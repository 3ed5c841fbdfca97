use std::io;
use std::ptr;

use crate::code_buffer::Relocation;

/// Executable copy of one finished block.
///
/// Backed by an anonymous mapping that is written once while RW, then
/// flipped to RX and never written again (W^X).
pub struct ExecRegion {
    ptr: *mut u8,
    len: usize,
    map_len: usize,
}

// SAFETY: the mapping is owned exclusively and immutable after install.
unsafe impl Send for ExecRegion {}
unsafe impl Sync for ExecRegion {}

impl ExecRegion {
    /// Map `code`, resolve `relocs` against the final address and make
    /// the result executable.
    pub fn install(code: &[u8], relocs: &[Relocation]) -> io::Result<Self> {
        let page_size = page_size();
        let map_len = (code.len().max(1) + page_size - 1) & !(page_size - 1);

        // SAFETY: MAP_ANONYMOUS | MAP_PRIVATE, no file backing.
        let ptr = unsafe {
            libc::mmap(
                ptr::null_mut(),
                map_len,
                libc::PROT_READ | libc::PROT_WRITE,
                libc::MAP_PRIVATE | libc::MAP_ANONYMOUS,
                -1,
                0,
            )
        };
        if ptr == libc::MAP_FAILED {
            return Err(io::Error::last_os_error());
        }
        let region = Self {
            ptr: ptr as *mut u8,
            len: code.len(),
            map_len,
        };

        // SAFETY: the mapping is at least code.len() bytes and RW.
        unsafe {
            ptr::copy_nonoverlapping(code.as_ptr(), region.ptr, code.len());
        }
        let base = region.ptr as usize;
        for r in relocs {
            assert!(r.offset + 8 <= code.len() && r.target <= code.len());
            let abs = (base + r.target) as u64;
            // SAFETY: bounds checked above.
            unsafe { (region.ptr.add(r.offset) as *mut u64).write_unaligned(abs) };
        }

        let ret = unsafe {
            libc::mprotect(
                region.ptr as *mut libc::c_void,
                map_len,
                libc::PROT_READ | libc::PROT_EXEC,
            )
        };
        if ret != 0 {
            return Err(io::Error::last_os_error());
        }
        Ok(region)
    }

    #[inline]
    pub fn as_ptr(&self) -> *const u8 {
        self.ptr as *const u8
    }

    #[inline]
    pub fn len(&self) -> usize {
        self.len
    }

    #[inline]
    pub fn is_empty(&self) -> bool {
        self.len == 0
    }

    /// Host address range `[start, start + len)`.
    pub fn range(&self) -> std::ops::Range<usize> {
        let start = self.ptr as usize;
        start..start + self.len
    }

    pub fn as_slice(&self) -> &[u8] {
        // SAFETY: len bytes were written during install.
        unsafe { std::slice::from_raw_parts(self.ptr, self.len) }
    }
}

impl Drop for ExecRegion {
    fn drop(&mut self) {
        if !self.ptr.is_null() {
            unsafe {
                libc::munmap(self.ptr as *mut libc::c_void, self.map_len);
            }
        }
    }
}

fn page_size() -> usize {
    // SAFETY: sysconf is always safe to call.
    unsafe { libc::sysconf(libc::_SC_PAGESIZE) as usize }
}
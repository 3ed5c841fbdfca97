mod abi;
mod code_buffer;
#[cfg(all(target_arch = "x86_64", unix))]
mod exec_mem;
---+---
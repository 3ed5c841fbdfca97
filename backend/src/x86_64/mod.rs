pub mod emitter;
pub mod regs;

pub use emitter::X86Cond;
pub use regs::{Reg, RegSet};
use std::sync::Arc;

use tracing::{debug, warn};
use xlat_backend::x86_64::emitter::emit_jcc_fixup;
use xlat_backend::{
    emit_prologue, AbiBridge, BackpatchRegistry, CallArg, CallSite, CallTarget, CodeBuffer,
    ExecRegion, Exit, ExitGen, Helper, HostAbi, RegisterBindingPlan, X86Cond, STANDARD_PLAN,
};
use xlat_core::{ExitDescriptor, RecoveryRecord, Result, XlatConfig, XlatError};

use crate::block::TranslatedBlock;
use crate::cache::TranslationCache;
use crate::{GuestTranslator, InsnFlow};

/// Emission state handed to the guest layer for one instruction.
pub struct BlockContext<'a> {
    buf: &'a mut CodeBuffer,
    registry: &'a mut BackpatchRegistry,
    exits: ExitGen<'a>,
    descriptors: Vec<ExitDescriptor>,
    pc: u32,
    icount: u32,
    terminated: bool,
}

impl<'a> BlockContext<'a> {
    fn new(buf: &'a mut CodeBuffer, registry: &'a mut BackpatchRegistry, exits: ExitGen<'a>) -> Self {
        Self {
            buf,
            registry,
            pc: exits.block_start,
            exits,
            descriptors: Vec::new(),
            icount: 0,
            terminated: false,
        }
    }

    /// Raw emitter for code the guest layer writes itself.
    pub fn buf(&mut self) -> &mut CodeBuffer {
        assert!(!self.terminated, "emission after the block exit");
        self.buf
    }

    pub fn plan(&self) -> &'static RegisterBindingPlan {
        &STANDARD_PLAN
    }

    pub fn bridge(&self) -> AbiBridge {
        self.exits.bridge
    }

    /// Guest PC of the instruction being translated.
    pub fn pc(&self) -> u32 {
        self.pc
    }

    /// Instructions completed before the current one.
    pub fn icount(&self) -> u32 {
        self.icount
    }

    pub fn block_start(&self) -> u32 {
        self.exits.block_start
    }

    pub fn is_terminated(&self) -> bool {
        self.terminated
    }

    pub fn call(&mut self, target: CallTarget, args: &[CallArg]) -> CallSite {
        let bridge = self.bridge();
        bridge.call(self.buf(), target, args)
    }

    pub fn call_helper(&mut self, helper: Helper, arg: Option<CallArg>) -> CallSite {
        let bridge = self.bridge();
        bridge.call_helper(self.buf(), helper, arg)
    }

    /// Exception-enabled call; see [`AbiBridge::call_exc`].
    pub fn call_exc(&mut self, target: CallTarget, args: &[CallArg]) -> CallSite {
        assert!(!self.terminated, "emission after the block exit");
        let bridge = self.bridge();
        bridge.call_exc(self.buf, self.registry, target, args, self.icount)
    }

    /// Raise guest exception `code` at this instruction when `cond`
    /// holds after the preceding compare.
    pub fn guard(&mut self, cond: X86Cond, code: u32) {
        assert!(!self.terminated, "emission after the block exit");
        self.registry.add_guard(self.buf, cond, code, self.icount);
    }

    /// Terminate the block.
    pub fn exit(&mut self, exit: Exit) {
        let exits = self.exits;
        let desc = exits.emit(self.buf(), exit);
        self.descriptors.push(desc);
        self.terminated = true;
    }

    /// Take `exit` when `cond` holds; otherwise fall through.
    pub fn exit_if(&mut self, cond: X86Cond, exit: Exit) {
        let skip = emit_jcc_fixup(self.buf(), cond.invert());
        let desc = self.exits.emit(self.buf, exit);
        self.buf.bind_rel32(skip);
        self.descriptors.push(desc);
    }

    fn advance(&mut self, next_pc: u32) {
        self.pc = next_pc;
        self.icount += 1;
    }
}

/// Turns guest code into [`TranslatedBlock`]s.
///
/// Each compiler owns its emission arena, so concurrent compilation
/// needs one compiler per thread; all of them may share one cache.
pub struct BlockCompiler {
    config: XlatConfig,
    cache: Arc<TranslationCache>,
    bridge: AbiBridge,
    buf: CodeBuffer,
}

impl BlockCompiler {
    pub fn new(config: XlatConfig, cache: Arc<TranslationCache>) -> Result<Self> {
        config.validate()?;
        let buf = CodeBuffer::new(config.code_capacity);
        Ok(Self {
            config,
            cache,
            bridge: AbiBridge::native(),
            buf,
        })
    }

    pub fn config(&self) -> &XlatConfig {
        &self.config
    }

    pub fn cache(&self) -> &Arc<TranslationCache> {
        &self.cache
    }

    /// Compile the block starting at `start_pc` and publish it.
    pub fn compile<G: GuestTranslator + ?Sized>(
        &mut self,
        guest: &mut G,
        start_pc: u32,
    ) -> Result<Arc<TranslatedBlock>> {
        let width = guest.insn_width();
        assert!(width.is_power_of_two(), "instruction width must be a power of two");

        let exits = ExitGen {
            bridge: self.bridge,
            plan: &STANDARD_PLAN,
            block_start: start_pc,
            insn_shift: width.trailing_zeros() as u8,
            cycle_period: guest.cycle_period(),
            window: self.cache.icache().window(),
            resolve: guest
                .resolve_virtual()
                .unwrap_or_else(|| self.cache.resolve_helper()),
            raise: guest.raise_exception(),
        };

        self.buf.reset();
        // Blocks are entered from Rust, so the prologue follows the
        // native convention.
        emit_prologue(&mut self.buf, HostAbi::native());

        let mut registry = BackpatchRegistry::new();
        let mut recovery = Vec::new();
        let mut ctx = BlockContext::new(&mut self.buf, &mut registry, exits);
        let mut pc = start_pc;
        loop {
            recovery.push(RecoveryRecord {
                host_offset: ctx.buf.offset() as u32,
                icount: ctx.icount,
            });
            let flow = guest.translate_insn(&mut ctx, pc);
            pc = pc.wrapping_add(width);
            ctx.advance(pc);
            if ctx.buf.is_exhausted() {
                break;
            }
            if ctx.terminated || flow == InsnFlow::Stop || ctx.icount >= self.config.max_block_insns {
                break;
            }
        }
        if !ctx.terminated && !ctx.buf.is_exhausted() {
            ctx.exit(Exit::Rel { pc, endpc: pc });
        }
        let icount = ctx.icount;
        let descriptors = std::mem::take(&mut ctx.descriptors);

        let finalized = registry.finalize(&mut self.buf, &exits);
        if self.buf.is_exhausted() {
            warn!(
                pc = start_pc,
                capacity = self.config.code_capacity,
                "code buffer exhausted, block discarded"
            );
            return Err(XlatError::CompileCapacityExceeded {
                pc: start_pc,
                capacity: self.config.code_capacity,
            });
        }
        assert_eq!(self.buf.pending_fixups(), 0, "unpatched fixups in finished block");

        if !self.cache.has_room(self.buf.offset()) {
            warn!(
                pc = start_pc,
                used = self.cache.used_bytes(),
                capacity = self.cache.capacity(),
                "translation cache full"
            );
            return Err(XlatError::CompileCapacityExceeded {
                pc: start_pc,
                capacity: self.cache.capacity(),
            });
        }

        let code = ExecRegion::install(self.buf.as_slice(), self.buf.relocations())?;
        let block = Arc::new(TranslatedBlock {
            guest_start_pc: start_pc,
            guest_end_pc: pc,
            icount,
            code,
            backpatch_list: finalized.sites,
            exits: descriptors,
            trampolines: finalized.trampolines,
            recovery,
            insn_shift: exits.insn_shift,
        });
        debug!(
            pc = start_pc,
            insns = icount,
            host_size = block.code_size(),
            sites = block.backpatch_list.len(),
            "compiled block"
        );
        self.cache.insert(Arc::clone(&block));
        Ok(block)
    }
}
---+---
What you are asked to do: Copy out all lines from the material above that contain the string "emitter".

Answer to the exercise:
pub mod emitter;
pub use emitter::X86Cond;
use xlat_backend::x86_64::emitter::emit_jcc_fixup;
    /// Raw emitter for code the guest layer writes itself.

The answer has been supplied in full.